▶ _REQUIRED WORK_:
Would you print each of the entries below precisely as given?

▶ _Collected data entries_:
* * * * * * * * *

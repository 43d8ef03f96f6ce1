//! # Scope Configuration Repository
//!
//! Reads and writes per-scope configuration. Writes are validated; reads
//! return the stored value as-is.

use chrono::Utc;
use sea_orm::{ActiveModelTrait, DatabaseConnection, EntityTrait, IntoActiveModel, Set};

use crate::error::RepositoryError;
use crate::models::scope_config::{
    ActiveModel as ScopeConfigActiveModel, Entity as ScopeConfig, Model as ScopeConfigModel,
    ScopeConfigInput,
};
use crate::scope::ScopeKey;

/// Repository for scope configuration database operations
pub struct ScopeConfigRepository<'a> {
    db: &'a DatabaseConnection,
}

impl<'a> ScopeConfigRepository<'a> {
    pub fn new(db: &'a DatabaseConnection) -> Self {
        Self { db }
    }

    /// Get the configuration for a scope, if one was saved
    pub async fn get(&self, scope: &ScopeKey) -> Result<Option<ScopeConfigModel>, RepositoryError> {
        ScopeConfig::find_by_id((scope.connection_id, scope.scope_id.clone()))
            .one(self.db)
            .await
            .map_err(RepositoryError::database_error)
    }

    /// Create or replace the editable part of a scope's configuration
    pub async fn save(
        &self,
        scope: &ScopeKey,
        input: ScopeConfigInput,
    ) -> Result<ScopeConfigModel, RepositoryError> {
        input
            .validate()
            .map_err(|e| RepositoryError::validation_error(e.to_string()))?;

        let type_mappings = input
            .type_mappings
            .map(serde_json::to_value)
            .transpose()
            .map_err(|source| RepositoryError::InvalidJson {
                column: "type_mappings",
                source,
            })?;
        let now = Utc::now().fixed_offset();

        let result = match self.get(scope).await? {
            Some(existing) => {
                let mut config = existing.into_active_model();
                config.remotelink_commit_sha_pattern = Set(input.remotelink_commit_sha_pattern);
                config.type_mappings = Set(type_mappings);
                config.incident_start_field = Set(input.incident_start_field);
                config.incident_stop_field = Set(input.incident_stop_field);
                config.updated_at = Set(now);
                config.update(self.db).await
            }
            None => {
                ScopeConfigActiveModel {
                    connection_id: Set(scope.connection_id),
                    scope_id: Set(scope.scope_id.clone()),
                    remotelink_commit_sha_pattern: Set(input.remotelink_commit_sha_pattern),
                    type_mappings: Set(type_mappings),
                    incident_start_field: Set(input.incident_start_field),
                    incident_stop_field: Set(input.incident_stop_field),
                    created_at: Set(now),
                    updated_at: Set(now),
                }
                .insert(self.db)
                .await
            }
        }
        .map_err(RepositoryError::database_error)?;

        tracing::info!(
            connection_id = scope.connection_id,
            scope_id = %scope.scope_id,
            "Scope configuration saved"
        );

        Ok(result)
    }
}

* * * * * * * * *

▶ _EXERCISE SOLUTION_:
repository 43d8ef03f96f6ce1
//! # Scope Configuration Repository
//!
//! Reads and writes per-scope configuration. Writes are validated; reads
//! return the stored value as-is.

use chrono::Utc;
use sea_orm::{ActiveModelTrait, DatabaseConnection, EntityTrait, IntoActiveModel, Set};

use crate::error::RepositoryError;
use crate::models::scope_config::{
    ActiveModel as ScopeConfigActiveModel, Entity as ScopeConfig, Model as ScopeConfigModel,
    ScopeConfigInput,
};
use crate::scope::ScopeKey;

/// Repository for scope configuration database operations
pub struct ScopeConfigRepository<'a> {
    db: &'a DatabaseConnection,
}

impl<'a> ScopeConfigRepository<'a> {
    pub fn new(db: &'a DatabaseConnection) -> Self {
        Self { db }
    }

    /// Get the configuration for a scope, if one was saved
    pub async fn get(&self, scope: &ScopeKey) -> Result<Option<ScopeConfigModel>, RepositoryError> {
        ScopeConfig::find_by_id((scope.connection_id, scope.scope_id.clone()))
            .one(self.db)
            .await
            .map_err(RepositoryError::database_error)
    }

    /// Create or replace the editable part of a scope's configuration
    pub async fn save(
        &self,
        scope: &ScopeKey,
        input: ScopeConfigInput,
    ) -> Result<ScopeConfigModel, RepositoryError> {
        input
            .validate()
            .map_err(|e| RepositoryError::validation_error(e.to_string()))?;

        let type_mappings = input
            .type_mappings
            .map(serde_json::to_value)
            .transpose()
            .map_err(|source| RepositoryError::InvalidJson {
                column: "type_mappings",
                source,
            })?;
        let now = Utc::now().fixed_offset();

        let result = match self.get(scope).await? {
            Some(existing) => {
                let mut config = existing.into_active_model();
                config.remotelink_commit_sha_pattern = Set(input.remotelink_commit_sha_pattern);
                config.type_mappings = Set(type_mappings);
                config.incident_start_field = Set(input.incident_start_field);
                config.incident_stop_field = Set(input.incident_stop_field);
                config.updated_at = Set(now);
                config.update(self.db).await
            }
            None => {
                ScopeConfigActiveModel {
                    connection_id: Set(scope.connection_id),
                    scope_id: Set(scope.scope_id.clone()),
                    remotelink_commit_sha_pattern: Set(input.remotelink_commit_sha_pattern),
                    type_mappings: Set(type_mappings),
                    incident_start_field: Set(input.incident_start_field),
                    incident_stop_field: Set(input.incident_stop_field),
                    created_at: Set(now),
                    updated_at: Set(now),
                }
                .insert(self.db)
                .await
            }
        }
        .map_err(RepositoryError::database_error)?;

        tracing::info!(
            connection_id = scope.connection_id,
            scope_id = %scope.scope_id,
            "Scope configuration saved"
        );

        Ok(result)
    }
}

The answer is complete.